April 14, 2004| Carpio
FC 148

DOCTRINE: Under Article 148, proof of actual contribution by both parties is required, otherwise there is no co-ownership and no
presumption of equal sharing

 Plaintiff Eusebia Napisa Retuya, is the legal wife of defendant Nicolas Retuya, having been married to the latter on October 7,
1926. During their marriage they acquired real properties (A LOT).
 In 1945, defendant Nicolas Retuya no longer lived with his legitimate family and cohabited with defendant, Pacita Villanueva,
wherein defendant, Procopio Villanueva, is their illegitimate son. Nicolas, then, was the only person who received the income of
the properties.
 Defendant, Pacita Villanueva, from the time she started living in concubinage with Nicolas, has no occupation, she had no
properties of her own from which she could derive income.
 From the time defendant Nicolas Retuya suffered a stroke on January 27, 1985 and until the present, it is defendant Procopio
Villanueva, one of Nicolas’ illegitimate children who has been receiving the income of these properties.
 Witness Natividad Retuya went to Procopio and told defendant, that their father was already incapacitated and they had to talk
things over and the latter refused.
 The trial court rendered its Decision on 16 February 1994 in favor of Eusebia declaring the properties as conjugal and Eusebia as
the sole administrator thereof.
 Petitioners appealed the trial court’s decision to the Court of Appeals. Eusebia died on 23 November 1996. Heirs substituted.
 CA affirmed.
ISSUE: Kindly indicate as well the answer to the issue (i.e., Yes/No)

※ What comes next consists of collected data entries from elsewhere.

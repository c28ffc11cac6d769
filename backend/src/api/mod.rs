//! HTTP API module.
//!
//! Read-only web front for an already cleaned document: the raw JSON and
//! a client list page.

pub mod page;
pub mod server;

pub use page::{render_client_list, ClientListTemplate};
pub use server::{router, start_server, AppState};
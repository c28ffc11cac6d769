//! Source readers.
//!
//! - delimited text (this module): encoding detection, comma-delimited rows
//! - [`spreadsheet`]: first sheet of an xlsx workbook
//! - [`source`]: one async interface over both
//!
//! Both readers return [`RawRow`]s keyed by the header row.

pub mod source;
pub mod spreadsheet;

use std::path::Path;

use crate::error::{SourceError, SourceResult};
use crate::models::RawRow;

/// Delimiter of every text source.
pub const DEFAULT_DELIMITER: u8 = b',';

/// Result of parsing with metadata
#[derive(Debug, Clone)]
pub struct ParseResult {
    /// One row per data line
    pub rows: Vec<RawRow>,
    /// Detected encoding
    pub encoding: String,
    /// Column headers
    pub headers: Vec<String>,
}

/// Detect the encoding of raw bytes.
///
/// Valid UTF-8 (with or without BOM) is taken as is; anything else goes
/// through chardet.
pub fn detect_encoding(bytes: &[u8]) -> String {
    let body = bytes.strip_prefix(b"\xEF\xBB\xBF").unwrap_or(bytes);
    if std::str::from_utf8(body).is_ok() {
        return "utf-8".to_string();
    }

    let charset = chardet::detect(bytes).0;

    // Normalize charset names
    match charset.to_lowercase().as_str() {
        "ascii" | "utf-8" | "utf8" => "utf-8".to_string(),
        "iso-8859-1" | "iso-8859-15" | "latin-1" | "latin1" => "iso-8859-1".to_string(),
        "windows-1252" | "cp1252" => "windows-1252".to_string(),
        _ => charset,
    }
}

/// Decode bytes to a string using the specified encoding.
///
/// Decoding is lossy: invalid sequences become U+FFFD. A UTF-8 BOM is
/// stripped.
pub fn decode_content(bytes: &[u8], encoding: &str) -> String {
    let codec = match encoding.to_lowercase().as_str() {
        // WHATWG treats the ISO-8859-1 label as windows-1252
        "iso-8859-1" | "latin-1" | "latin1" | "windows-1252" | "cp1252" => {
            encoding_rs::WINDOWS_1252
        }
        other => encoding_rs::Encoding::for_label(other.as_bytes()).unwrap_or(encoding_rs::UTF_8),
    };
    codec.decode(bytes).0.into_owned()
}

/// Parse delimited text with a header row.
///
/// Headers are trimmed; cell values are kept verbatim. Lines shorter than the
/// header leave the trailing columns absent, extra cells are ignored, and
/// columns with an empty header are dropped.
pub fn parse_delimited(content: &str, delimiter: u8) -> Result<(Vec<String>, Vec<RawRow>), csv::Error> {
    let mut reader = csv::ReaderBuilder::new()
        .delimiter(delimiter)
        .has_headers(true)
        .flexible(true)
        .from_reader(content.as_bytes());

    let headers: Vec<String> = reader
        .headers()?
        .iter()
        .map(|h| h.trim().to_string())
        .collect();

    let mut rows = Vec::new();
    for record in reader.records() {
        let record = record?;
        let row: RawRow = headers
            .iter()
            .zip(record.iter())
            .filter(|(header, _)| !header.is_empty())
            .map(|(header, value)| (header.clone(), value))
            .collect();
        rows.push(row);
    }

    Ok((headers, rows))
}

/// Parse delimited bytes with encoding auto-detection.
pub fn parse_bytes_auto(bytes: &[u8]) -> Result<ParseResult, csv::Error> {
    let encoding = detect_encoding(bytes);
    let content = decode_content(bytes, &encoding);
    let (headers, rows) = parse_delimited(&content, DEFAULT_DELIMITER)?;

    Ok(ParseResult {
        rows,
        encoding,
        headers,
    })
}

/// Read and parse a delimited-text file.
pub fn read_delimited_file(path: &Path) -> SourceResult<ParseResult> {
    let bytes = std::fs::read(path).map_err(|source| SourceError::Io {
        path: path.to_path_buf(),
        source,
    })?;

    parse_bytes_auto(&bytes).map_err(|source| SourceError::Csv {
        path: path.to_path_buf(),
        source,
    })
}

 Whether the presumption under Art 148 in favor of the co-ownership should be applied to the properties (in particular, to Lot
152 which they claim to be Pacita’s exclusive property)
 Article 105 of the Family Code explicitly mandates that the Family Code shall apply to conjugal partnerships established before
the Family Code without prejudice to vested rights already acquired under the Civil Code or other laws. Thus, under the Family
Code, if the properties are acquired during the marriage, the presumption is that they are conjugal (Art 116). The burden of proof
is on the party claiming that they are not conjugal.

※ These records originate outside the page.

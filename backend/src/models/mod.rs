//! Domain models for the cleaning pipeline.
//!
//! - [`RawRow`] - one row as produced by a source reader
//! - [`Client`], [`Product`], [`Service`] - normalized records
//! - [`CleanedData`] - the assembled output document
//!
//! Serialized field names keep the French labels of the source files
//! (`nom`, `prix`, `codePostal`, ...).

use serde::{Deserialize, Serialize, Serializer};
use std::collections::BTreeMap;

// =============================================================================
// Raw Row
// =============================================================================

/// Column name to raw cell text.
///
/// Any column may be absent: spreadsheet rows omit empty cells and short
/// delimited lines omit trailing columns.
#[derive(Debug, Clone, Default, PartialEq, Serialize, Deserialize)]
#[serde(transparent)]
pub struct RawRow {
    cells: BTreeMap<String, String>,
}

impl RawRow {
    pub fn new() -> Self {
        Self::default()
    }

    /// Set a cell, replacing any previous value for the column.
    pub fn insert(&mut self, column: impl Into<String>, value: impl Into<String>) {
        self.cells.insert(column.into(), value.into());
    }

    /// Raw value of a column, if present.
    pub fn get(&self, column: &str) -> Option<&str> {
        self.cells.get(column).map(String::as_str)
    }

    /// Raw value of a column, `""` when absent.
    pub fn text(&self, column: &str) -> &str {
        self.get(column).unwrap_or_default()
    }

    pub fn len(&self) -> usize {
        self.cells.len()
    }

    pub fn is_empty(&self) -> bool {
        self.cells.is_empty()
    }
}

impl<K, V> FromIterator<(K, V)> for RawRow
where
    K: Into<String>,
    V: Into<String>,
{
    fn from_iter<I: IntoIterator<Item = (K, V)>>(iter: I) -> Self {
        Self {
            cells: iter
                .into_iter()
                .map(|(k, v)| (k.into(), v.into()))
                .collect(),
        }
    }
}

// =============================================================================
// Records
// =============================================================================

/// A cleaned client.
#[derive(Debug, Clone, PartialEq, Serialize, Deserialize)]
pub struct Client {
    pub id: String,
    #[serde(rename = "nom")]
    pub name: String,
    pub email: String,
    #[serde(rename = "telephone")]
    pub phone: String,
    #[serde(rename = "codePostal")]
    pub postal_code: String,
}

/// A cleaned product, from either product source.
#[derive(Debug, Clone, PartialEq, Serialize, Deserialize)]
pub struct Product {
    pub id: String,
    #[serde(rename = "nom")]
    pub name: String,
    pub description: String,
    /// Never negative; 0 when the source value was absent or unparsable.
    #[serde(rename = "prix", serialize_with = "serialize_amount")]
    pub price: f64,
}

/// A cleaned service.
#[derive(Debug, Clone, PartialEq, Serialize, Deserialize)]
pub struct Service {
    pub id: String,
    #[serde(rename = "nom")]
    pub name: String,
    /// Never negative; 0 when the source value was absent or unparsable.
    #[serde(rename = "tarif", serialize_with = "serialize_amount")]
    pub rate: f64,
    #[serde(rename = "couleur")]
    pub color_tag: String,
}

// =============================================================================
// Assembled Document
// =============================================================================

/// The document written to `dataCleaned.json`.
#[derive(Debug, Clone, Default, PartialEq, Serialize, Deserialize)]
pub struct CleanedData {
    pub clients: Vec<Client>,
    #[serde(rename = "produits")]
    pub products: Vec<Product>,
    pub services: Vec<Service>,
}

/// Whole amounts are written as JSON integers (`12`, not `12.0`).
fn serialize_amount<S: Serializer>(value: &f64, serializer: S) -> Result<S::Ok, S::Error> {
    const MAX_SAFE_INTEGER: f64 = 9_007_199_254_740_991.0;
    if value.fract() == 0.0 && value.abs() <= MAX_SAFE_INTEGER {
        serializer.serialize_i64(*value as i64)
    } else {
        serializer.serialize_f64(*value)
    }
}

#[cfg(test)]
mod tests {
    use super::*;
    use serde_json::json;

    #[test]
    fn test_raw_row_absent_columns() {
        let row: RawRow = [("nom", "Alice"), ("email", "")].into_iter().collect();
        assert_eq!(row.get("nom"), Some("Alice"));
        assert_eq!(row.get("email"), Some(""));
        assert_eq!(row.get("telephone"), None);
        assert_eq!(row.text("telephone"), "");
        assert_eq!(row.len(), 2);
    }

    #[test]
    fn test_document_uses_french_labels() {
        let doc = CleanedData {
            clients: vec![Client {
                id: "c1".into(),
                name: "Jean".into(),
                email: "j@x.ca".into(),
                phone: "514-555-1234".into(),
                postal_code: "H1A 1A1".into(),
            }],
            products: vec![Product {
                id: "p1".into(),
                name: "Creme".into(),
                description: "Hydratante".into(),
                price: 42.5,
            }],
            services: vec![Service {
                id: "s1".into(),
                name: "Soin".into(),
                rate: 80.0,
                color_tag: "#ff0000".into(),
            }],
        };

        let value = serde_json::to_value(&doc).unwrap();
        assert_eq!(
            value,
            json!({
                "clients": [{
                    "id": "c1", "nom": "Jean", "email": "j@x.ca",
                    "telephone": "514-555-1234", "codePostal": "H1A 1A1"
                }],
                "produits": [{ "id": "p1", "nom": "Creme", "description": "Hydratante", "prix": 42.5 }],
                "services": [{ "id": "s1", "nom": "Soin", "tarif": 80, "couleur": "#ff0000" }]
            })
        );
    }

    #[test]
    fn test_whole_amount_written_as_integer() {
        let product = Product {
            id: "p".into(),
            name: String::new(),
            description: String::new(),
            price: 0.0,
        };
        let text = serde_json::to_string(&product).unwrap();
        assert!(text.contains("\"prix\":0}"), "{text}");
    }

    #[test]
    fn test_document_reads_back() {
        let text = r#"{"clients":[],"produits":[{"id":"p","nom":"A","description":"","prix":3}],"services":[]}"#;
        let doc: CleanedData = serde_json::from_str(text).unwrap();
        assert_eq!(doc.products[0].price, 3.0);
        assert!(doc.clients.is_empty());
    }
}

 Moreover, on whether Lot No. 152 is conjugal or not, the answer came from petitioners themselves. Nicolas and Eusebia were
married on 7 October 1926. Nicolas and Pacita started cohabiting in 1936. Eusebia died on 23 November 1996. Pacita and
Nicolas were married on 16 December 1996. Petitioners themselves admit that Lot No. 152 was purchased on 4 October
1957.25 The date of acquisition of Lot No. 152 is clearly during the marriage of Nicolas and Eusebia.
 The cohabitation of a spouse with another person, even for a long period, does not sever the tie of a subsisting previous marriage.
 Finally, petitioners’ reliance on Article 148 of the Family Code is misplaced. A reading of Article 148 readily shows that there must
be proof of “actual joint contribution” by both the live-in partners before the property becomes co-owned by them in proportion
to their contribution. The presumption of equality of contribution arises only in the absence of proof of their proportionate
contributions, subject to the condition that actual joint contribution is proven first. Simply put, proof of actual contribution by both
parties is required, otherwise there is no co-ownership and no presumption of equal sharing.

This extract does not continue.